Actually, the CCHR is reviewing existing law, and we use a color coding system: red, yellow, and green. We’ve ranked the demonstration law as a yellow, simply because the law needs to be further clarified, but it’s not a bad law. The Cambodian Constitution is a green. The criminal code, we’ve ranked as a yellow; the current criminal code is certainly better than the UNTAC [United Nations Transitional Authority on Cambodia, established in 1991] Penal Code. This is because the UNTAC penal code has too few articles, so that most crimes are not actually stated or listed within the code. Today, the new criminal code has somewhere around three to four hundred articles. This provides for a more extensive stating of the law, and for more detail. And that’s what’s needed. That said, some of the articles related to freedom of expression in the Criminal Code need to be amended. It should be no surprise that this is our position: we are freedom of expression advocates. We want to decriminalize “defamation,” even “incitement.” Defamation, at the least, should be decriminalized. This helps explain why we rank the current Criminal Code as a yellow.

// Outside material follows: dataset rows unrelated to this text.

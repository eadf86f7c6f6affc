//! Guess analysis command
//!
//! Shows how a guess would split the codes that are still possible.

use crate::config::GameConfig;
use crate::core::{Code, Response};
use crate::error::{MastermindError, Result};
use crate::solver::CandidateSpace;
use crate::solver::minimax::{calculate_max_remaining, partition_sizes};

/// Result of analyzing a guess
pub struct AnalysisResult {
    pub guess: Code,
    pub total_candidates: usize,
    /// Size of the largest response class
    pub worst_case: usize,
    /// Mean size of the class the secret falls into
    pub expected_remaining: f64,
    /// Response classes, largest first
    pub partitions: Vec<(Response, usize)>,
    /// Whether the guess could itself be the secret
    pub is_candidate: bool,
}

/// Parse a `code=response` history entry such as `0011=1,0`
///
/// # Errors
///
/// Returns `InvalidCode` or `InvalidResponse` for the offending half.
pub fn parse_history_entry(text: &str, config: &GameConfig) -> Result<(Code, Response)> {
    let (code, response) = text.split_once('=').ok_or_else(|| {
        MastermindError::InvalidResponse(format!("expected 'code=response', got '{text}'"))
    })?;
    Ok((Code::parse(code, config)?, Response::parse(response, config)?))
}

/// Analyze a guess after the given turns
///
/// # Errors
///
/// Returns `InvalidHints` if the history leaves no possible code, or
/// `InvalidCode` if the guess was built for another board.
pub fn analyze_guess(
    guess: &Code,
    history: &[(Code, Response)],
    config: &GameConfig,
) -> Result<AnalysisResult> {
    let candidates = history.iter().fold(
        CandidateSpace::generate_all(config),
        |space, (played, response)| space.filter_consistent(played, *response),
    );
    if candidates.is_empty() {
        return Err(MastermindError::InvalidHints(
            "no code is consistent with the given history".to_string(),
        ));
    }

    let total_candidates = candidates.len();
    let worst_case = calculate_max_remaining(guess, candidates.codes(), config)
        .ok_or_else(|| MastermindError::InvalidCode(format!("{guess} does not fit this board")))?;

    let mut partitions: Vec<(Response, usize)> =
        partition_sizes(guess, candidates.codes()).into_iter().collect();
    partitions.sort_by(|a, b| b.1.cmp(&a.1).then(a.0.cmp(&b.0)));

    let sum_of_squares: usize = partitions.iter().map(|(_, size)| size * size).sum();
    let expected_remaining = sum_of_squares as f64 / total_candidates as f64;

    Ok(AnalysisResult {
        guess: guess.clone(),
        total_candidates,
        worst_case,
        expected_remaining,
        partitions,
        is_candidate: candidates.contains(guess),
    })
}

#[cfg(test)]
mod tests {
    use super::*;

    fn code(text: &str) -> Code {
        Code::parse(text, &GameConfig::default()).unwrap()
    }

    #[test]
    fn analyze_knuth_opening() {
        let config = GameConfig::default();
        let result = analyze_guess(&code("0011"), &[], &config).unwrap();

        assert_eq!(result.total_candidates, 1296);
        assert_eq!(result.worst_case, 256);
        assert_eq!(result.partitions.len(), 13);
        assert_eq!(result.partitions[0].1, 256);
        assert_eq!(result.partitions.iter().map(|(_, n)| n).sum::<usize>(), 1296);
        assert!(result.is_candidate);
    }

    #[test]
    fn analyze_after_history() {
        let config = GameConfig::default();
        let history = [parse_history_entry("0011=1,0", &config).unwrap()];

        let good = analyze_guess(&code("0123"), &history, &config).unwrap();
        let bad = analyze_guess(&code("5555"), &history, &config).unwrap();

        assert_eq!(good.total_candidates, bad.total_candidates);
        assert!(good.worst_case < bad.worst_case);
        assert!(good.expected_remaining <= good.worst_case as f64);
    }

    #[test]
    fn analyze_inconsistent_history() {
        let config = GameConfig::default();
        let history = [
            parse_history_entry("0000=4 0", &config).unwrap(),
            parse_history_entry("0000=0 0", &config).unwrap(),
        ];
        let result = analyze_guess(&code("0123"), &history, &config);
        assert!(matches!(result, Err(MastermindError::InvalidHints(_))));
    }

    #[test]
    fn parse_history_entry_rejects_malformed() {
        let config = GameConfig::default();
        assert!(parse_history_entry("0011", &config).is_err());
        assert!(parse_history_entry("0011=9,9", &config).is_err());
        assert!(parse_history_entry("00x1=1,0", &config).is_err());
    }

    #[test]
    fn analyze_rejects_guess_for_another_board() {
        let config = GameConfig::default();
        let five = GameConfig::new(6, 5, 10).unwrap();
        let guess = Code::parse("01234", &five).unwrap();

        let result = analyze_guess(&guess, &[], &config);
        assert!(matches!(result, Err(MastermindError::InvalidCode(_))));
    }
}
//! Injected log sinks
//!
//! The engine reports game events (guesses, responses, transitions) to a sink
//! handed to the solver or oracle at construction. No sink means no game log.
//! Diagnostics from the search itself go through `tracing` directly.

use std::cell::RefCell;
use std::io::Write;
use tracing::Level;

/// Append-only destination for formatted log lines
pub trait LogSink {
    /// Write one formatted line
    fn write_line(&self, level: Level, line: &str);
}

/// Forwards lines to the active `tracing` subscriber
#[derive(Debug, Default, Clone, Copy)]
pub struct TracingSink;

impl LogSink for TracingSink {
    fn write_line(&self, level: Level, line: &str) {
        match level {
            Level::ERROR => tracing::error!(target: "mastermind::game", "{line}"),
            Level::WARN => tracing::warn!(target: "mastermind::game", "{line}"),
            Level::INFO => tracing::info!(target: "mastermind::game", "{line}"),
            Level::DEBUG => tracing::debug!(target: "mastermind::game", "{line}"),
            Level::TRACE => tracing::trace!(target: "mastermind::game", "{line}"),
        }
    }
}

/// Appends `[LEVEL] message` lines to any writer, e.g. a `mastermind.log` file
///
/// Write failures are reported to stderr and otherwise ignored; logging never
/// fails a game.
pub struct WriterSink<W: Write> {
    writer: RefCell<W>,
}

impl<W: Write> WriterSink<W> {
    pub const fn new(writer: W) -> Self {
        Self {
            writer: RefCell::new(writer),
        }
    }

    /// Recover the underlying writer
    pub fn into_inner(self) -> W {
        self.writer.into_inner()
    }
}

impl<W: Write> LogSink for WriterSink<W> {
    fn write_line(&self, level: Level, line: &str) {
        let mut writer = self.writer.borrow_mut();
        if let Err(e) = writeln!(writer, "[{level}] {line}") {
            eprintln!("Failed to write log line: {e}");
        }
    }
}

/// Keeps every line in memory
///
/// Useful for drivers that display a game log, and for tests.
#[derive(Debug, Default)]
pub struct MemorySink {
    lines: RefCell<Vec<(Level, String)>>,
}

impl MemorySink {
    #[must_use]
    pub fn new() -> Self {
        Self::default()
    }

    /// Snapshot of the recorded lines
    #[must_use]
    pub fn lines(&self) -> Vec<(Level, String)> {
        self.lines.borrow().clone()
    }

    /// Number of recorded lines
    #[must_use]
    pub fn len(&self) -> usize {
        self.lines.borrow().len()
    }

    #[must_use]
    pub fn is_empty(&self) -> bool {
        self.lines.borrow().is_empty()
    }
}

impl LogSink for MemorySink {
    fn write_line(&self, level: Level, line: &str) {
        self.lines.borrow_mut().push((level, line.to_string()));
    }
}

#[cfg(test)]
mod tests {
    use super::*;

    #[test]
    fn writer_sink_formats_level_prefix() {
        let sink = WriterSink::new(Vec::new());
        sink.write_line(Level::INFO, "first guess [Green, Green, Red, Red]");
        sink.write_line(Level::WARN, "inconsistent hints");

        let text = String::from_utf8(sink.into_inner()).unwrap();
        assert_eq!(
            text,
            "[INFO] first guess [Green, Green, Red, Red]\n[WARN] inconsistent hints\n"
        );
    }

    #[test]
    fn memory_sink_records_in_order() {
        let sink = MemorySink::new();
        assert!(sink.is_empty());

        sink.write_line(Level::DEBUG, "a");
        sink.write_line(Level::INFO, "b");

        assert_eq!(sink.len(), 2);
        assert_eq!(
            sink.lines(),
            vec![(Level::DEBUG, "a".to_string()), (Level::INFO, "b".to_string())]
        );
    }

    #[test]
    fn tracing_sink_without_subscriber_is_silent() {
        // No subscriber installed: must not panic
        TracingSink.write_line(Level::ERROR, "nobody listening");
    }
}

Actually, Hun Sen promised to decriminalize disinformation, and because of that, there is actually no disinformation in the current Criminal Code, although it was a criminal offense under the UNTAC penal code. So, technically, “disinformation” has been decriminalized. But, then they introduced “false information” into the new penal code, which functions exactly the same way. So this is an issue that needs to be addressed and appropriately amended.
Now, to go back to media issues, I want to point out that, while there is a Press Law in Cambodia, there’s no Media Law. There is no law governing broadcasting and publications, nothing governing print media and the radio and the Internet and TV. What this means is that the Ministry of Information has free reign in regulating these media outlets, essentially operating as the final decision-maker over the actions of these outlets. The Ministry’s procedures and their decisions are their own; they don’t share these things with the public. So if you are rejected in applying for a broadcasting permit, you are being rejected without being given proper reasons, without a proper citation of existing law. The Ministry of Information has shut down radio stations before, without even due process. And these are not decisions that they publish.
As for the Press Law, however, the law itself is a good one. Of course, that doesn’t necessarily translate into effective implementation; we definitely have a problem with how the Press Law is actually implemented.
And what about laws that affect other civil society groups? NGOs? Labor unions?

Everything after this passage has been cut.